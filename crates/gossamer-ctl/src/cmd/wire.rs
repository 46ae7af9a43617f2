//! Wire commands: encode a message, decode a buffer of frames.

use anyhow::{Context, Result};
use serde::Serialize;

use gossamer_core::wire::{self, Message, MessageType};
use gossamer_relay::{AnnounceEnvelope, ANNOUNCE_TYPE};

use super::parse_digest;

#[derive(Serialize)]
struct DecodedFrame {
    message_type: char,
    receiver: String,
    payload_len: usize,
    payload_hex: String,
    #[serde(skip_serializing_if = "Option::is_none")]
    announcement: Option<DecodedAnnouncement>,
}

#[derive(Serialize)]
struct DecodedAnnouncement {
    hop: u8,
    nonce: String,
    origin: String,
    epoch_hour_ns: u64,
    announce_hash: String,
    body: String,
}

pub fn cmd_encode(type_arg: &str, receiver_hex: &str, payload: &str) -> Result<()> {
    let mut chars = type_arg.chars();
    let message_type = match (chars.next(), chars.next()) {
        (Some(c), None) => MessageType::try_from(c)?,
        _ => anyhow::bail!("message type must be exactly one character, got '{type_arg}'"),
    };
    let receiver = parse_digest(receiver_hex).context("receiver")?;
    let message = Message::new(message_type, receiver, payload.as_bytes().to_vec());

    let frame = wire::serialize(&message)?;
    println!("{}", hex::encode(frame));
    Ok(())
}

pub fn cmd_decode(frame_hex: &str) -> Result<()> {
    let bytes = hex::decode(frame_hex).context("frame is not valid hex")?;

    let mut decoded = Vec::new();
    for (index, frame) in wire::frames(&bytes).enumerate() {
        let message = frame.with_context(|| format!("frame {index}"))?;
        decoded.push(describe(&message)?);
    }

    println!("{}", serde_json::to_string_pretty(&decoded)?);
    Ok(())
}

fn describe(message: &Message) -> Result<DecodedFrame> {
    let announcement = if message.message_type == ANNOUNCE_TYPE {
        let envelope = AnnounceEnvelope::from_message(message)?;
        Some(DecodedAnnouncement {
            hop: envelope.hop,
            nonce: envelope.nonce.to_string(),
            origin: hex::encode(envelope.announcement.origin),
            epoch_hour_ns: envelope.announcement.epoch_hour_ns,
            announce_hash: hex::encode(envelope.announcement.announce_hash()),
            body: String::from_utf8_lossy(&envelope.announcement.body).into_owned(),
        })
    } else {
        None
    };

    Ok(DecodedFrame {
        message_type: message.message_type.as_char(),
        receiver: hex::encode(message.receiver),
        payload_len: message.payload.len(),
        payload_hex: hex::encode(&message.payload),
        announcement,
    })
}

- - - - -

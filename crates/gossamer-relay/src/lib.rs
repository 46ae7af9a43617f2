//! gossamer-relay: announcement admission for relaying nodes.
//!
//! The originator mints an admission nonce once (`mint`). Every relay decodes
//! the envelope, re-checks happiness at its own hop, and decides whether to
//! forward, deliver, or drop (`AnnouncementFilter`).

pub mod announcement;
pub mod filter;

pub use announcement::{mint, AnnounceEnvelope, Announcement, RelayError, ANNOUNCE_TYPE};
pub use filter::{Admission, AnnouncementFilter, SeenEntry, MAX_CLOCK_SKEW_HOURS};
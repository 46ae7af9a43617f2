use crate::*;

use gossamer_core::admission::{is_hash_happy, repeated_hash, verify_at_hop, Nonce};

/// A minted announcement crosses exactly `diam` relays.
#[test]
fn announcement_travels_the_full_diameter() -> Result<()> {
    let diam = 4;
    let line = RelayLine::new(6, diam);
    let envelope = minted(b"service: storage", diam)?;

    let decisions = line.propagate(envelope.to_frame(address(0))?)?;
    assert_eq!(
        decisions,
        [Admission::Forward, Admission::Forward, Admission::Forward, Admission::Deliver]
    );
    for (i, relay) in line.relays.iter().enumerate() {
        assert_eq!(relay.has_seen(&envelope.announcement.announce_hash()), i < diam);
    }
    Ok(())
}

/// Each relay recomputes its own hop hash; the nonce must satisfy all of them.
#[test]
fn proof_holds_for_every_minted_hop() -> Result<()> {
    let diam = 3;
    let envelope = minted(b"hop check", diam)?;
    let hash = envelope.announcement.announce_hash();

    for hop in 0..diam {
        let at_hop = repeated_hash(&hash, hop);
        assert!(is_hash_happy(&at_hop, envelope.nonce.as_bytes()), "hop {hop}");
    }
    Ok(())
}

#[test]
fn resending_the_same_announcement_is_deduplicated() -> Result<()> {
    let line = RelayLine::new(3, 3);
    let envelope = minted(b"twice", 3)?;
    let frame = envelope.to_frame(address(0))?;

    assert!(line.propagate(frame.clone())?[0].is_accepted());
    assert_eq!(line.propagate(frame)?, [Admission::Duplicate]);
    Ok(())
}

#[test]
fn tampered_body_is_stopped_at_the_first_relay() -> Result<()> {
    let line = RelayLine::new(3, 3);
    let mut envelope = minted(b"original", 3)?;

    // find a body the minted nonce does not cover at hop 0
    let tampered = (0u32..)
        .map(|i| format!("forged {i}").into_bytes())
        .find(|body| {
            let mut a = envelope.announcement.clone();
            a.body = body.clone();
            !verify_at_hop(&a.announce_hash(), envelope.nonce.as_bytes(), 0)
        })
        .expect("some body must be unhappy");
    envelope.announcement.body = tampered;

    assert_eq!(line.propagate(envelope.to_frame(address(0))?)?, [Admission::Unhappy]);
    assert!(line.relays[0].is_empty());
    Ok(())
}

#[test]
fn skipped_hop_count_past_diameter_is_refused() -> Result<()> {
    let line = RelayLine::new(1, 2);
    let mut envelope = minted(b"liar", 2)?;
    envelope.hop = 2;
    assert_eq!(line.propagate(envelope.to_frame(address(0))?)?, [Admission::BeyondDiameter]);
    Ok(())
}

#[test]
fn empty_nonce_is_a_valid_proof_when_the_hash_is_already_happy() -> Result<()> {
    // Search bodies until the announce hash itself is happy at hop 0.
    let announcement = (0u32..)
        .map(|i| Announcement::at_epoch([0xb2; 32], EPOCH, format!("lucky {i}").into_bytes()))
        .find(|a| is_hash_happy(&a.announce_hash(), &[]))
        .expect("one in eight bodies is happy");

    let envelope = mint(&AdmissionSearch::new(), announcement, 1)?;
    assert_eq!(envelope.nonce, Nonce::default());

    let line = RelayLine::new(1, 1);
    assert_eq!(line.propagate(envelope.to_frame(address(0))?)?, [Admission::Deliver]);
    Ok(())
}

- - - - -

● **What this task involves**
Look over the listing and return each line that holds "index".

● **Task response**
    for (index, frame) in wire::frames(&bytes).enumerate() {
        let message = frame.with_context(|| format!("frame {index}"))?;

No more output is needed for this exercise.